Ryukyuan bureaucrat (1549–1611)

Jana Ueekata Rizan (謝名 親方 利山) (1549–1611), also known by the Chinese-style name Tei Dō (鄭迵) (pinyin Zheng Dong), was a Ryukyuan aristocrat and bureaucrat in the royal government of the Ryukyu Kingdom. A member of the Sanshikan, the king's closest advisors, Rizan was the only Ryukyuan official to refuse to recognize the suzerainty of Japan's Satsuma Domain over the kingdom; he was executed as a result.

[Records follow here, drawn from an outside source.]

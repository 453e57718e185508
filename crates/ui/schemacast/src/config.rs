//! Connection profiles.
//!
//! Profiles live in `<base>/config.toml`:
//!
//! ```toml
//! default = "local"
//!
//! [profiles.local]
//! name = "Local Development"
//!
//! [profiles.local.schema_registry]
//! url = "http://localhost:8081"
//!
//! [profiles.local.kafka]
//! bootstrap_servers = "localhost:9092"
//! security_protocol = "PLAINTEXT"
//! ```
//!
//! When no usable profile exists the environment is consulted instead
//! (`SCHEMA_REGISTRY_URL`, `KAFKA_BOOTSTRAP_SERVERS`, ...).

use std::collections::{BTreeMap, HashMap};
use std::fs;
use std::path::{Path, PathBuf};
use std::str::FromStr;

use serde::{Deserialize, Serialize};
use tracing::{info, warn};

pub const DEFAULT_PROFILE: &str = "local";
const ENV_LABEL: &str = "environment";

#[derive(Debug, thiserror::Error)]
pub enum SettingsError {
    #[error("loading configuration: {0}")]
    Load(#[from] config::ConfigError),
    #[error("writing {}: {source}", path.display())]
    Write {
        path: PathBuf,
        #[source]
        source: std::io::Error,
    },
    #[error("serializing default configuration: {0}")]
    Serialize(#[from] toml::ser::Error),
    #[error("profile `{0}` not found")]
    ProfileNotFound(String),
    #[error("profile `{0}` has no schema registry url")]
    MissingProfileUrl(String),
    #[error("SCHEMA_REGISTRY_URL environment variable is required")]
    MissingRegistryUrl,
}

/// How the broker connection is secured.
#[derive(
    Debug,
    Clone,
    Copy,
    Default,
    PartialEq,
    Eq,
    Serialize,
    Deserialize,
    strum::Display,
    strum::EnumString,
    strum::EnumIter,
)]
#[serde(try_from = "String", into = "String")]
#[strum(serialize_all = "SCREAMING_SNAKE_CASE", ascii_case_insensitive)]
pub enum SecurityProtocol {
    #[default]
    Plaintext,
    Ssl,
    SaslPlaintext,
    SaslSsl,
}

impl SecurityProtocol {
    pub fn uses_tls(self) -> bool {
        matches!(self, Self::Ssl | Self::SaslSsl)
    }

    pub fn uses_sasl(self) -> bool {
        matches!(self, Self::SaslPlaintext | Self::SaslSsl)
    }
}

impl TryFrom<String> for SecurityProtocol {
    type Error = String;

    fn try_from(value: String) -> Result<Self, Self::Error> {
        let trimmed = value.trim();
        if trimmed.is_empty() {
            return Ok(Self::default());
        }
        Self::from_str(trimmed).map_err(|_| format!("unsupported security protocol `{value}`"))
    }
}

impl From<SecurityProtocol> for String {
    fn from(value: SecurityProtocol) -> Self {
        value.to_string()
    }
}

#[derive(Debug, Clone, Default, PartialEq, Serialize, Deserialize)]
pub struct SchemaRegistryConfig {
    #[serde(default)]
    pub url: String,
    #[serde(default, skip_serializing_if = "String::is_empty")]
    pub api_key: String,
    #[serde(default, skip_serializing_if = "String::is_empty")]
    pub api_secret: String,
}

impl SchemaRegistryConfig {
    /// Basic auth is only sent when both halves are present.
    pub fn basic_auth(&self) -> Option<(&str, &str)> {
        (!self.api_key.is_empty() && !self.api_secret.is_empty())
            .then_some((self.api_key.as_str(), self.api_secret.as_str()))
    }
}

#[derive(Debug, Clone, Default, PartialEq, Serialize, Deserialize)]
pub struct KafkaConfig {
    #[serde(default)]
    pub bootstrap_servers: String,
    #[serde(default)]
    pub security_protocol: SecurityProtocol,
    #[serde(default, skip_serializing_if = "String::is_empty")]
    pub sasl_username: String,
    #[serde(default, skip_serializing_if = "String::is_empty")]
    pub sasl_password: String,
}

impl KafkaConfig {
    pub fn is_configured(&self) -> bool {
        !self.bootstrap_servers.trim().is_empty()
    }

    /// Comma-separated bootstrap list, blanks dropped.
    pub fn brokers(&self) -> Vec<String> {
        self.bootstrap_servers
            .split(',')
            .map(str::trim)
            .filter(|s| !s.is_empty())
            .map(str::to_string)
            .collect()
    }
}

#[derive(Debug, Clone, Default, PartialEq, Serialize, Deserialize)]
pub struct ProfileConfig {
    #[serde(default)]
    pub name: String,
    #[serde(default)]
    pub schema_registry: SchemaRegistryConfig,
    #[serde(default)]
    pub kafka: KafkaConfig,
}

#[derive(Debug, Clone, Default, PartialEq, Serialize, Deserialize)]
pub struct ConfigFile {
    #[serde(default)]
    pub default: String,
    #[serde(default)]
    pub profiles: BTreeMap<String, ProfileConfig>,
}

impl ConfigFile {
    pub fn starter() -> Self {
        let local = ProfileConfig {
            name: "Local Development".into(),
            schema_registry: SchemaRegistryConfig {
                url: "http://localhost:8081".into(),
                ..Default::default()
            },
            kafka: KafkaConfig {
                bootstrap_servers: "localhost:9092".into(),
                ..Default::default()
            },
        };
        Self {
            default: DEFAULT_PROFILE.into(),
            profiles: BTreeMap::from([(DEFAULT_PROFILE.to_string(), local)]),
        }
    }

    pub fn profile(&self, key: &str) -> Result<&ProfileConfig, SettingsError> {
        self.profiles
            .get(key)
            .ok_or_else(|| SettingsError::ProfileNotFound(key.to_string()))
    }

    /// Store `profile` under `key`. Editing under a new key drops the old
    /// entry and carries the default along with it.
    pub fn upsert_profile(&mut self, key: &str, replaces: Option<&str>, profile: ProfileConfig) {
        if let Some(old) = replaces.filter(|old| *old != key) {
            self.profiles.remove(old);
            if self.default == old {
                self.default = key.to_string();
            }
        }
        if self.default.is_empty() || !self.profiles.contains_key(&self.default) {
            self.default = key.to_string();
        }
        self.profiles.insert(key.to_string(), profile);
    }

    /// Profile keys for the picker: the default first, the rest alphabetically.
    pub fn ordered_profiles(&self) -> Vec<&str> {
        let mut keys: Vec<&str> = self.profiles.keys().map(String::as_str).collect();
        keys.sort_by_key(|key| (*key != self.default, *key));
        keys
    }
}

/// The connection settings the session runs with.
#[derive(Debug, Clone, PartialEq)]
pub struct Settings {
    /// Profile key, or `environment` for the env fallback.
    pub label: String,
    pub registry: SchemaRegistryConfig,
    pub kafka: KafkaConfig,
}

impl Settings {
    fn from_profile(key: &str, profile: &ProfileConfig) -> Result<Self, SettingsError> {
        if profile.schema_registry.url.trim().is_empty() {
            return Err(SettingsError::MissingProfileUrl(key.to_string()));
        }
        Ok(Self {
            label: key.to_string(),
            registry: profile.schema_registry.clone(),
            kafka: profile.kafka.clone(),
        })
    }
}

/// Read the profile file at `path`, creating the starter file when it is missing.
pub fn ensure_config_file(path: &Path) -> Result<ConfigFile, SettingsError> {
    if !path.exists() {
        write_config_file(path, &ConfigFile::starter())?;
        info!(path = %path.display(), "created default configuration");
    }
    load_config_file(path)
}

pub fn load_config_file(path: &Path) -> Result<ConfigFile, SettingsError> {
    let cfg = config::Config::builder()
        .add_source(config::File::from(path).format(config::FileFormat::Toml))
        .build()?;
    Ok(cfg.try_deserialize()?)
}

pub fn write_config_file(path: &Path, file: &ConfigFile) -> Result<(), SettingsError> {
    let write_err = |source| SettingsError::Write {
        path: path.to_path_buf(),
        source,
    };
    if let Some(dir) = path.parent() {
        fs::create_dir_all(dir).map_err(write_err)?;
    }
    let body = toml::to_string_pretty(file)?;
    fs::write(path, body).map_err(write_err)?;
    #[cfg(unix)]
    {
        use std::os::unix::fs::PermissionsExt;
        fs::set_permissions(path, fs::Permissions::from_mode(0o600)).map_err(write_err)?;
    }
    Ok(())
}

/// Flat view over the process environment.
#[derive(Debug, Default, Deserialize)]
struct EnvSettings {
    schema_registry_url: Option<String>,
    schema_registry_api_key: Option<String>,
    schema_registry_api_secret: Option<String>,
    kafka_bootstrap_servers: Option<String>,
    kafka_security_protocol: Option<String>,
    kafka_sasl_username: Option<String>,
    kafka_sasl_password: Option<String>,
}

/// Settings from environment variables. `source` replaces the process
/// environment (tests).
pub fn settings_from_env(source: Option<HashMap<String, String>>) -> Result<Settings, SettingsError> {
    let env: EnvSettings = config::Config::builder()
        .add_source(config::Environment::default().source(source))
        .build()?
        .try_deserialize()?;

    let url = env
        .schema_registry_url
        .filter(|u| !u.trim().is_empty())
        .ok_or(SettingsError::MissingRegistryUrl)?;
    let security_protocol = SecurityProtocol::try_from(env.kafka_security_protocol.unwrap_or_default())
        .map_err(|msg| SettingsError::Load(config::ConfigError::Message(msg)))?;

    Ok(Settings {
        label: ENV_LABEL.into(),
        registry: SchemaRegistryConfig {
            url,
            api_key: env.schema_registry_api_key.unwrap_or_default(),
            api_secret: env.schema_registry_api_secret.unwrap_or_default(),
        },
        kafka: KafkaConfig {
            bootstrap_servers: env.kafka_bootstrap_servers.unwrap_or_default(),
            security_protocol,
            sasl_username: env.kafka_sasl_username.unwrap_or_default(),
            sasl_password: env.kafka_sasl_password.unwrap_or_default(),
        },
    })
}

/// Pick the settings for this session.
///
/// An explicit selection must exist. Otherwise the file's default profile is
/// used, and the environment when that is missing too.
pub fn resolve(
    file: Option<&ConfigFile>,
    selected: Option<&str>,
    env: Option<HashMap<String, String>>,
) -> Result<Settings, SettingsError> {
    if let Some(key) = selected {
        let file = file.ok_or_else(|| SettingsError::ProfileNotFound(key.to_string()))?;
        return Settings::from_profile(key, file.profile(key)?);
    }
    if let Some(file) = file {
        match file.profile(&file.default) {
            Ok(profile) => return Settings::from_profile(&file.default, profile),
            Err(_) => warn!(default = %file.default, "default profile missing, using environment"),
        }
    }
    settings_from_env(env)
}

"Jana Ueekata" is actually a title, not a name, reflecting that Rizan was of ueekata rank, and assigned to the region or territory of Jana. This name structure, along with the fact that he possessed a separate, Chinese-style, name (Tei Dō) was typical of the Ryukyuan aristocracy.

==Biography==
Rizan was, like most officials in the royal government, originally from Kumemura, a Chinese colony and the primary center of learning in the Ryukyu Kingdom. Having been chosen to start on the track to becoming a bureaucrat, he traveled to China to study at the age of 16, remaining at the Imperial Academy in Beijing for six years. He would return there a number of times over the course of his career, heading tribute missions and being involved in other diplomatic activities. In 1606, at the age of 57, he became a member of the Sanshikan, the king's closest advisors.

The court at this time was split between pro-Chinese and pro-Japanese factions; Jana Ueekata was strongly pro-Chinese, and it is said he behaved rudely to Japanese envoys from Satsuma. When Toyotomi Hideyoshi, through agents of Satsuma, demanded that the Kingdom supply forces and supplies to aid in his invasions of Korea, King Shō Nei ignored the demand, largely upon the advice of Jana Ueekata.

In 1602, a Ryukyu ship was washed ashore in the Sendai domain, and was repatriated in 1603 by the order of Ieyasu Tokugawa .
After that, a messenger to thank Ieyasu was often requested. However Ryukyu officials did not show any gratuity to Tokugawa Shogunate.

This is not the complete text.